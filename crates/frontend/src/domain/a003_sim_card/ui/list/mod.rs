use crate::domain::a003_sim_card::api::ENDPOINT;
use crate::shared::list_view::entity_list_page;
use contracts::domain::a003_sim_card::aggregate::SimCard;
use contracts::shared::list_view::ListEntity;
use leptos::prelude::*;

#[component]
#[allow(non_snake_case)]
pub fn SimCardList() -> impl IntoView {
    entity_list_page::<SimCard>("SIM-карты", ENDPOINT.to_string(), SimCard::list_config())
}
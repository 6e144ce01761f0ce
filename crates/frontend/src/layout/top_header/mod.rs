//! TopHeader component - верхняя панель приложения.

use crate::layout::global_context::AppGlobalContext;
use crate::shared::icons::icon;
use crate::system::auth::context::{do_logout, use_auth};
use leptos::prelude::*;
use leptos::task::spawn_local;

#[component]
pub fn TopHeader() -> impl IntoView {
    let ctx =
        leptos::context::use_context::<AppGlobalContext>().expect("AppGlobalContext not found");

    let (auth_state, set_auth_state) = use_auth();

    let toggle_sidebar = move |_| {
        ctx.toggle_left();
    };

    let logout = move |_| {
        spawn_local(async move {
            do_logout(set_auth_state).await;
            ctx.close_all();
        });
    };

    let is_sidebar_visible = move || ctx.left_open.get();

    view! {
        <div class="top-header">
            <div class="top-header__brand">
                <button
                    class="top-header__icon-btn"
                    on:click=toggle_sidebar
                    title=move || if is_sidebar_visible() { "Скрыть навигацию" } else { "Показать навигацию" }
                >
                    {move || if is_sidebar_visible() {
                        icon("panel-left-close")
                    } else {
                        icon("panel-left-open")
                    }}
                </button>
                <span class="top-header__title">"Учёт ИТ-активов"</span>
            </div>

            <div class="top-header__actions">
                <div class="top-header__user">
                    {icon("user")}
                    <span>
                        {move || auth_state.get().user_info
                            .map(|u| u.full_name.unwrap_or(u.username))
                            .unwrap_or_else(|| "Гость".to_string())}
                    </span>
                    <span class="top-header__role">
                        {move || auth_state.get().user_info
                            .map(|u| u.role.as_str())
                            .unwrap_or_default()}
                    </span>
                </div>

                <button class="top-header__icon-btn" on:click=logout title="Выход">
                    {icon("log-out")}
                </button>
            </div>
        </div>
    }
}
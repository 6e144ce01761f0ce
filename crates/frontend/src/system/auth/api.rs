use contracts::system::auth::{LoginRequest, LoginResponse, LogoutRequest, UserInfo};
use gloo_net::http::Request;

use crate::shared::api_utils::api_url;

/// Login with username and password
pub async fn login(username: String, password: String) -> Result<LoginResponse, String> {
    let request = LoginRequest { username, password };

    let response = Request::post(&api_url("/api/auth/login"))
        .json(&request)
        .map_err(|e| format!("Failed to serialize request: {}", e))?
        .send()
        .await
        .map_err(|e| format!("Failed to send request: {}", e))?;

    if !response.ok() {
        return Err(match response.status() {
            401 => "Неверный логин или пароль".to_string(),
            status => format!("HTTP {}", status),
        });
    }

    response
        .json::<LoginResponse>()
        .await
        .map_err(|e| format!("Failed to parse response: {}", e))
}

/// Logout (revoke refresh token)
pub async fn logout(refresh_token: String) -> Result<(), String> {
    let request = LogoutRequest { refresh_token };

    let response = Request::post(&api_url("/api/auth/logout"))
        .json(&request)
        .map_err(|e| format!("Failed to serialize request: {}", e))?
        .send()
        .await
        .map_err(|e| format!("Failed to send request: {}", e))?;

    if !response.ok() {
        return Err(format!("HTTP {}", response.status()));
    }

    Ok(())
}

/// Get current user info
pub async fn get_current_user(access_token: &str) -> Result<UserInfo, String> {
    let response = Request::get(&api_url("/api/auth/me"))
        .header("Authorization", &format!("Bearer {}", access_token))
        .send()
        .await
        .map_err(|e| format!("Failed to send request: {}", e))?;

    if !response.ok() {
        return Err(format!("HTTP {}", response.status()));
    }

    response
        .json::<UserInfo>()
        .await
        .map_err(|e| format!("Failed to parse response: {}", e))
}
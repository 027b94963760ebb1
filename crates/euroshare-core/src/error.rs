//! Error types for the euroshare.eu client
//!
//! Transport failures of every kind collapse into [`EuroshareError::Network`];
//! the remaining variants cover page structure, session storage and setup.

use serde::{Serialize, Serializer};
use thiserror::Error;

/// Error type for all euroshare.eu client operations
///
/// Implements Display for human-readable messages and Serialize
/// so adapters can emit errors as plain JSON strings.
#[derive(Error, Debug)]
pub enum EuroshareError {
    /// Connection, DNS, timeout, non-2xx status or body read failure
    #[error("Network error: {0}")]
    Network(#[from] reqwest::Error),

    /// Failed to parse HTML content
    #[error("Failed to parse HTML: {0}")]
    ParseError(String),

    /// Expected HTML element was not found
    #[error("Element not found: {0}")]
    ElementNotFound(String),

    /// Persisting the login session failed
    #[error("Session storage failed: {0}")]
    Session(String),

    /// Client could not be configured
    #[error("Invalid configuration: {0}")]
    InvalidConfig(String),
}

impl EuroshareError {
    /// True for transport-level failures, the only kind a host is expected to surface
    pub fn is_network(&self) -> bool {
        matches!(self, EuroshareError::Network(_))
    }
}

impl Serialize for EuroshareError {
    fn serialize<S>(&self, serializer: S) -> std::result::Result<S::Ok, S::Error>
    where
        S: Serializer,
    {
        serializer.serialize_str(&self.to_string())
    }
}

/// Result type alias for euroshare.eu operations
pub type Result<T> = std::result::Result<T, EuroshareError>;

#[cfg(test)]
mod tests {
    use super::*;

    #[test]
    fn test_error_display_parse_error() {
        let error = EuroshareError::ParseError("missing element".to_string());
        assert_eq!(error.to_string(), "Failed to parse HTML: missing element");
    }

    #[test]
    fn test_error_display_element_not_found() {
        let error = EuroshareError::ElementNotFound("video source".to_string());
        assert_eq!(error.to_string(), "Element not found: video source");
    }

    #[test]
    fn test_error_display_session() {
        let error = EuroshareError::Session("permission denied".to_string());
        assert_eq!(error.to_string(), "Session storage failed: permission denied");
    }

    #[test]
    fn test_error_display_invalid_config() {
        let error = EuroshareError::InvalidConfig("bad base url".to_string());
        assert_eq!(error.to_string(), "Invalid configuration: bad base url");
    }

    #[test]
    fn test_non_transport_errors_are_not_network() {
        assert!(!EuroshareError::ElementNotFound("x".to_string()).is_network());
        assert!(!EuroshareError::Session("x".to_string()).is_network());
    }

    #[test]
    fn test_error_serialize_with_message() {
        let error = EuroshareError::ElementNotFound("stream link".to_string());
        let json = serde_json::to_string(&error).expect("Serialization should succeed");
        assert_eq!(json, "\"Element not found: stream link\"");
    }
}
//! Core data types for the euroshare.eu client
//!
//! Contains the plain data structures returned by the client. None of them
//! carry presentation concerns; adapters map them to menu rows.

use serde::{Deserialize, Serialize};

/// A single video file from a euroshare.eu search results page
#[derive(Debug, Clone, PartialEq, Eq, Serialize, Deserialize)]
pub struct VideoResult {
    /// File title as shown in the result list
    pub label: String,

    /// File size in bytes, 0 when the listed size could not be read
    pub size_bytes: u64,

    /// Absolute URL of the preview image
    pub thumbnail_url: String,

    /// Absolute URL of the file detail page, input for stream resolution
    pub detail_url: String,
}

/// One page of search results
#[derive(Debug, Clone, Default, PartialEq, Eq, Serialize, Deserialize)]
pub struct SearchPage {
    /// Results in site order
    pub videos: Vec<VideoResult>,

    /// Number of the following page, present iff the site shows a "next" control
    pub next_page: Option<u32>,
}

impl SearchPage {
    /// True when the page holds no results
    pub fn is_empty(&self) -> bool {
        self.videos.is_empty()
    }
}

/// Authentication state of a client instance
#[derive(Debug, Clone, Copy, PartialEq, Eq, Serialize, Deserialize)]
pub enum LoginState {
    /// No session and no successful login (yet)
    Anonymous,
    /// Session loaded from storage or login accepted
    LoggedIn,
    /// The site answered the login POST with the login form again
    Rejected,
}
//! File size conversion
//!
//! Result lists show sizes like "1.5 MB"; the client reports bytes.

use log::debug;

const KIB: f64 = 1024.0;
const MIB: f64 = 1024.0 * 1024.0;
const GIB: f64 = 1024.0 * 1024.0 * 1024.0;

/// Converts a human-readable size into a byte count
///
/// Accepts `"<number> <unit>"` where the unit contains `kb`, `mb` or `gb`
/// (case-insensitive, binary multiples); any other unit, or a bare number,
/// counts as bytes. The product is rounded up. Malformed input yields 0.
///
/// # Example
/// ```
/// use euroshare_core::parse_size;
/// assert_eq!(parse_size("1.5 MB"), 1_572_864);
/// assert_eq!(parse_size("500 kB"), 512_000);
/// assert_eq!(parse_size("10"), 10);
/// assert_eq!(parse_size("garbage"), 0);
/// ```
pub fn parse_size(text: &str) -> u64 {
    let lowered = text.trim().to_lowercase();
    let tokens: Vec<&str> = lowered.split_whitespace().collect();

    let (number, multiplier) = match tokens.as_slice() {
        [number] => (*number, 1.0),
        [number, unit] => (*number, unit_multiplier(unit)),
        _ => {
            debug!("Unexpected size format: {:?}", text);
            return 0;
        }
    };

    match number.parse::<f64>() {
        Ok(value) if value.is_finite() && value >= 0.0 => (value * multiplier).ceil() as u64,
        _ => {
            debug!("Unexpected size value: {:?}", text);
            0
        }
    }
}

fn unit_multiplier(unit: &str) -> f64 {
    if unit.contains("kb") {
        KIB
    } else if unit.contains("mb") {
        MIB
    } else if unit.contains("gb") {
        GIB
    } else {
        1.0
    }
}

#[cfg(test)]
mod tests {
    use super::*;
    use proptest::prelude::*;

    #[test]
    fn test_parse_size_megabytes() {
        assert_eq!(parse_size("1.5 MB"), 1_572_864);
    }

    #[test]
    fn test_parse_size_kilobytes() {
        assert_eq!(parse_size("500 kB"), 512_000);
    }

    #[test]
    fn test_parse_size_gigabytes_rounds_up() {
        assert_eq!(parse_size("0.1 GB"), 107_374_183);
    }

    #[test]
    fn test_parse_size_bare_number() {
        assert_eq!(parse_size("10"), 10);
    }

    #[test]
    fn test_parse_size_unknown_unit_counts_bytes() {
        assert_eq!(parse_size("42 bytes"), 42);
    }

    #[test]
    fn test_parse_size_surrounding_whitespace() {
        assert_eq!(parse_size("  2 gb \n"), 2 * 1024 * 1024 * 1024);
    }

    #[test]
    fn test_parse_size_malformed() {
        assert_eq!(parse_size("garbage"), 0);
        assert_eq!(parse_size(""), 0);
        assert_eq!(parse_size("1.5 MB extra"), 0);
        assert_eq!(parse_size("many MB"), 0);
        assert_eq!(parse_size("-3 MB"), 0);
        assert_eq!(parse_size("NaN kB"), 0);
    }

    proptest! {
        #[test]
        fn prop_parse_size_never_panics(text in "\\PC*") {
            let _ = parse_size(&text);
        }

        #[test]
        fn prop_kilobytes_are_1024_bytes(n in 0u64..1_000_000) {
            prop_assert_eq!(parse_size(&format!("{} kB", n)), n * 1024);
        }

        #[test]
        fn prop_unit_case_is_ignored(n in 0u64..10_000, unit in prop::sample::select(vec!["mb", "MB", "Mb", "mB"])) {
            prop_assert_eq!(parse_size(&format!("{} {}", n, unit)), n * 1024 * 1024);
        }
    }
}
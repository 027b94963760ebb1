//! URL helper functions for euroshare.eu
//!
//! Provides the site endpoints and functions for building search paths and
//! turning scraped hrefs into absolute URLs.

/// Default site root
pub const BASE_URL: &str = "http://euroshare.eu";

/// Login form submission endpoint
pub const LOGIN_PATH: &str = "/?do=prihlaseni-submit";

/// Account information page holding the credit balance
pub const ACCOUNT_PATH: &str = "/user/informacie";

/// File search endpoint
pub const SEARCH_PATH: &str = "/files/search";

/// Query parameter carrying the page number on pages after the first
pub const PAGE_PARAM: &str = "strankovani-page";

/// Builds the search path for a query and a 1-based page number
///
/// Page 1 (and 0) omit the page parameter entirely.
///
/// # Example
/// ```
/// use euroshare_core::url::build_search_path;
/// let path = build_search_path("doctor who", 2);
/// assert_eq!(
///     path,
///     "/files/search?filter=video&sort=hodnoceni&q=doctor%20who&streamOnly=1&strankovani-page=2"
/// );
/// ```
pub fn build_search_path(query: &str, page: u32) -> String {
    let mut path = format!(
        "{}?filter=video&sort=hodnoceni&q={}&streamOnly=1",
        SEARCH_PATH,
        urlencoding::encode(query)
    );
    if page > 1 {
        path.push_str(&format!("&{}={}", PAGE_PARAM, page));
    }
    path
}

/// Resolves a scraped href or path against the site root
///
/// Absolute `http(s)` URLs are returned unchanged; anything else is joined
/// onto `base` with exactly one slash between them.
///
/// # Example
/// ```
/// use euroshare_core::url::absolutize;
/// assert_eq!(absolutize("http://euroshare.eu", "/file/1/"), "http://euroshare.eu/file/1/");
/// assert_eq!(absolutize("http://euroshare.eu", "https://cdn.example/x.jpg"), "https://cdn.example/x.jpg");
/// ```
pub fn absolutize(base: &str, href: &str) -> String {
    if href.starts_with("http://") || href.starts_with("https://") {
        return href.to_string();
    }
    if let Some(rest) = href.strip_prefix("//") {
        let scheme = base.split("://").next().unwrap_or("http");
        return format!("{}://{}", scheme, rest);
    }
    format!(
        "{}/{}",
        base.trim_end_matches('/'),
        href.trim_start_matches('/')
    )
}

/// Reads the page number out of a pagination href, if it carries one
pub fn extract_page_param(href: &str) -> Option<u32> {
    let query = href.split_once('?')?.1;
    query
        .split(['&', ';'])
        .filter_map(|pair| pair.split_once('='))
        .find(|(key, _)| *key == PAGE_PARAM)
        .and_then(|(_, value)| value.parse().ok())
}

#[cfg(test)]
mod tests {
    use super::*;

    #[test]
    fn test_search_path_first_page_omits_page_param() {
        let path = build_search_path("movie", 1);
        assert_eq!(
            path,
            "/files/search?filter=video&sort=hodnoceni&q=movie&streamOnly=1"
        );
        assert!(!path.contains(PAGE_PARAM));
    }

    #[test]
    fn test_search_path_zero_page_treated_as_first() {
        assert_eq!(build_search_path("movie", 0), build_search_path("movie", 1));
    }

    #[test]
    fn test_search_path_second_page_includes_page_param() {
        let path = build_search_path("movie", 2);
        assert!(path.ends_with("&strankovani-page=2"));
    }

    #[test]
    fn test_search_path_encodes_query() {
        let path = build_search_path("čert & kača", 1);
        assert!(path.contains("q=%C4%8Dert%20%26%20ka%C4%8Da"));
    }

    #[test]
    fn test_absolutize_relative_path() {
        assert_eq!(
            absolutize(BASE_URL, "/thumbs/a.jpg"),
            "http://euroshare.eu/thumbs/a.jpg"
        );
    }

    #[test]
    fn test_absolutize_base_with_trailing_slash() {
        assert_eq!(
            absolutize("http://127.0.0.1:8080/", "file/1/"),
            "http://127.0.0.1:8080/file/1/"
        );
    }

    #[test]
    fn test_absolutize_protocol_relative() {
        assert_eq!(
            absolutize(BASE_URL, "//img.euroshare.eu/a.jpg"),
            "http://img.euroshare.eu/a.jpg"
        );
    }

    #[test]
    fn test_absolutize_keeps_absolute() {
        assert_eq!(
            absolutize(BASE_URL, "https://s1.euroshare.eu/v.mp4"),
            "https://s1.euroshare.eu/v.mp4"
        );
    }

    #[test]
    fn test_extract_page_param() {
        assert_eq!(
            extract_page_param("/files/search?q=x&strankovani-page=3"),
            Some(3)
        );
        assert_eq!(extract_page_param("/files/search?q=x"), None);
        assert_eq!(extract_page_param("/files/search"), None);
    }
}
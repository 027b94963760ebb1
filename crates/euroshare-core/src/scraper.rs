//! Main scraper API for euroshare.eu
//!
//! Combines the HTTP client, the cookie session and the page parsers. Login
//! happens lazily, on the first call that needs an account.

use std::path::Path;

use log::{info, warn};

use crate::client::{ClientConfig, EuroshareClient};
use crate::error::Result;
use crate::parser::{has_login_form, parse_credit, parse_search_results, parse_stream_url};
use crate::session::Session;
use crate::types::{LoginState, SearchPage};
use crate::url::{ACCOUNT_PATH, LOGIN_PATH, build_search_path};

/// Caption of the login form's submit button, posted along with the credentials
const LOGIN_SUBMIT: &str = "PRIHLÁSENIE";

/// Account credentials
#[derive(Clone)]
pub struct Credentials {
    username: String,
    password: String,
}

impl Credentials {
    /// Returns `None` unless both values are non-empty
    pub fn new(username: impl Into<String>, password: impl Into<String>) -> Option<Self> {
        let username = username.into();
        let password = password.into();
        if username.is_empty() || password.is_empty() {
            return None;
        }
        Some(Self { username, password })
    }

    pub fn username(&self) -> &str {
        &self.username
    }
}

impl std::fmt::Debug for Credentials {
    fn fmt(&self, f: &mut std::fmt::Formatter<'_>) -> std::fmt::Result {
        f.debug_struct("Credentials")
            .field("username", &self.username)
            .field("password", &"***")
            .finish()
    }
}

/// Main scraper API for euroshare.eu
///
/// One instance owns one cookie session. Operations that may log in take
/// `&mut self`, so calls on an instance never overlap.
pub struct EuroshareScraper {
    client: EuroshareClient,
    session: Session,
    credentials: Option<Credentials>,
    state: LoginState,
}

impl EuroshareScraper {
    /// Create a scraper with default configuration
    ///
    /// # Arguments
    /// * `credentials` - Account to log in with; `None` browses anonymously
    /// * `storage_dir` - Directory holding the session file
    ///
    /// # Errors
    /// Returns error if HTTP client initialization fails
    pub fn new(credentials: Option<Credentials>, storage_dir: &Path) -> Result<Self> {
        Self::with_config(ClientConfig::default(), credentials, storage_dir)
    }

    /// Create a scraper with custom client configuration
    ///
    /// A session restored from `storage_dir` counts as logged in for the
    /// lifetime of the instance; it is never re-validated.
    pub fn with_config(
        config: ClientConfig,
        credentials: Option<Credentials>,
        storage_dir: &Path,
    ) -> Result<Self> {
        let session = Session::open(storage_dir);
        let client = EuroshareClient::new(&config, &session)?;
        let state = if session.restored() {
            LoginState::LoggedIn
        } else {
            LoginState::Anonymous
        };

        Ok(Self {
            client,
            session,
            credentials,
            state,
        })
    }

    /// Current authentication state
    pub fn login_state(&self) -> LoginState {
        self.state
    }

    pub fn is_logged_in(&self) -> bool {
        self.state == LoginState::LoggedIn
    }

    /// Log in unless already logged in
    ///
    /// Without credentials, or after the site rejected them once, this does
    /// nothing and later calls proceed anonymously. An accepted login is
    /// persisted to the session file right away.
    ///
    /// # Errors
    /// - `Network` if the login request fails
    /// - `Session` if the accepted session cannot be written
    pub async fn ensure_logged_in(&mut self) -> Result<()> {
        if self.state != LoginState::Anonymous {
            return Ok(());
        }
        let Some(credentials) = &self.credentials else {
            return Ok(());
        };

        let form = [
            ("username", credentials.username.as_str()),
            ("password", credentials.password.as_str()),
            ("remember", "on"),
            ("send", LOGIN_SUBMIT),
        ];
        let body = self.client.fetch(LOGIN_PATH, Some(&form)).await?;

        if has_login_form(&body)? {
            warn!(
                "Login rejected for {}, continuing anonymously",
                credentials.username
            );
            self.state = LoginState::Rejected;
            return Ok(());
        }

        info!("Logged in as {}", credentials.username);
        self.state = LoginState::LoggedIn;
        self.session.save()
    }

    /// Get the remaining account credit
    ///
    /// # Returns
    /// The credit text (e.g. "12,50 €"), or `None` when the account page shows
    /// none, which is the case for anonymous visitors
    ///
    /// # Errors
    /// - `Network` if a request fails
    /// - `Session` if a fresh login cannot be persisted
    pub async fn get_credit(&mut self) -> Result<Option<String>> {
        let html = self.api_call(ACCOUNT_PATH).await?;
        parse_credit(&html)
    }

    /// Search for videos
    ///
    /// # Arguments
    /// * `query` - Search query string
    /// * `page` - 1-based page number; 0 is treated as 1
    ///
    /// # Returns
    /// The page of results with the next page number, if the site has one.
    /// No matches is an empty page.
    ///
    /// # Errors
    /// - `Network` if a request fails
    /// - `Session` if a fresh login cannot be persisted
    ///
    /// # Example
    /// ```no_run
    /// # async fn example() -> euroshare_core::Result<()> {
    /// use euroshare_core::EuroshareScraper;
    /// let mut scraper = EuroshareScraper::new(None, std::path::Path::new("/tmp/euroshare"))?;
    /// let page = scraper.get_videos("doctor who", 1).await?;
    /// for video in &page.videos {
    ///     println!("{} ({} bytes): {}", video.label, video.size_bytes, video.detail_url);
    /// }
    /// # Ok(())
    /// # }
    /// ```
    pub async fn get_videos(&mut self, query: &str, page: u32) -> Result<SearchPage> {
        let path = build_search_path(query, page.max(1));
        let html = self.api_call(&path).await?;
        parse_search_results(&html, self.client.base_url())
    }

    /// Resolve the playable URL of a file
    ///
    /// # Arguments
    /// * `detail_url` - Detail page URL as returned in [`crate::VideoResult::detail_url`]
    ///
    /// # Errors
    /// - `Network` if the request fails
    /// - `ElementNotFound` if the page has neither a video source nor a play link
    pub async fn get_stream(&self, detail_url: &str) -> Result<String> {
        let html = self.client.fetch(detail_url, None).await?;
        parse_stream_url(&html, self.client.base_url())
    }

    /// GET a site path after making sure a login was attempted
    async fn api_call(&mut self, path: &str) -> Result<String> {
        if !self.is_logged_in() {
            self.ensure_logged_in().await?;
        }
        self.client.fetch(path, None).await
    }
}
//! Menu rows for the euroshare front end
//!
//! Maps the plain data returned by the client to listing rows, adding the
//! navigation and status captions the client itself knows nothing about.

use clap::ValueEnum;
use euroshare_core::{SearchPage, VideoResult};
use serde::Serialize;

pub const NOT_LOGGED_IN: &str = "Not logged in";
pub const CREDIT: &str = "Credit";
pub const SEARCH_VIDEOS: &str = "Search videos";
pub const NEXT_PAGE: &str = "Next >>";
pub const PREVIOUS_PAGE: &str = "<< Previous";
pub const NETWORK_ERROR: &str = "Network error, see log for details";

/// One row of a listing
#[derive(Debug, Clone, PartialEq, Eq, Serialize)]
pub struct MenuItem {
    pub label: String,
    /// Command line that opens this row
    pub path: String,
    #[serde(skip_serializing_if = "Option::is_none")]
    pub thumbnail: Option<String>,
    #[serde(skip_serializing_if = "Option::is_none")]
    pub size: Option<u64>,
    pub is_playable: bool,
}

impl MenuItem {
    fn folder(label: impl Into<String>, path: impl Into<String>) -> Self {
        Self {
            label: label.into(),
            path: path.into(),
            thumbnail: None,
            size: None,
            is_playable: false,
        }
    }

    fn playable(video: &VideoResult) -> Self {
        Self {
            label: video.label.clone(),
            path: stream_path(&video.detail_url),
            thumbnail: Some(video.thumbnail_url.clone()),
            size: Some(video.size_bytes),
            is_playable: true,
        }
    }
}

/// Ordering of playable rows in a search listing
#[derive(Debug, Clone, Copy, Default, PartialEq, Eq, ValueEnum)]
pub enum SortMethod {
    /// Site order (best rated first)
    #[default]
    Unsorted,
    /// Alphabetical, ignoring case
    Label,
    /// Smallest file first
    Size,
}

/// Root listing: account status row and the search entry
pub fn root_menu(credit: Option<&str>) -> Vec<MenuItem> {
    let status = match credit {
        Some(credit) => format!("{}: {}", CREDIT, credit),
        None => NOT_LOGGED_IN.to_string(),
    };

    vec![
        MenuItem::folder(status, "menu"),
        MenuItem::folder(SEARCH_VIDEOS, "search"),
    ]
}

/// Search listing for `page`: navigation rows first, then the videos
///
/// "Previous" is offered on every page after the first, "Next" only when
/// the site reported a following page.
pub fn search_menu(query: &str, page: u32, results: &SearchPage, sort: SortMethod) -> Vec<MenuItem> {
    let mut videos: Vec<&VideoResult> = results.videos.iter().collect();
    match sort {
        SortMethod::Unsorted => {}
        SortMethod::Label => videos.sort_by_key(|v| v.label.to_lowercase()),
        SortMethod::Size => videos.sort_by_key(|v| v.size_bytes),
    }

    let mut items = Vec::with_capacity(videos.len() + 2);
    if page > 1 {
        items.push(MenuItem::folder(PREVIOUS_PAGE, search_path(query, page - 1)));
    }
    if let Some(next) = results.next_page {
        items.push(MenuItem::folder(NEXT_PAGE, search_path(query, next)));
    }
    items.extend(videos.into_iter().map(MenuItem::playable));
    items
}

fn search_path(query: &str, page: u32) -> String {
    format!("search {:?} --page {}", query, page)
}

fn stream_path(detail_url: &str) -> String {
    format!("stream {:?}", detail_url)
}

════════

- _Task instructions_: Your answer should be one number: the count of lines in the data above that include the word "Create".

- _Output below_: 2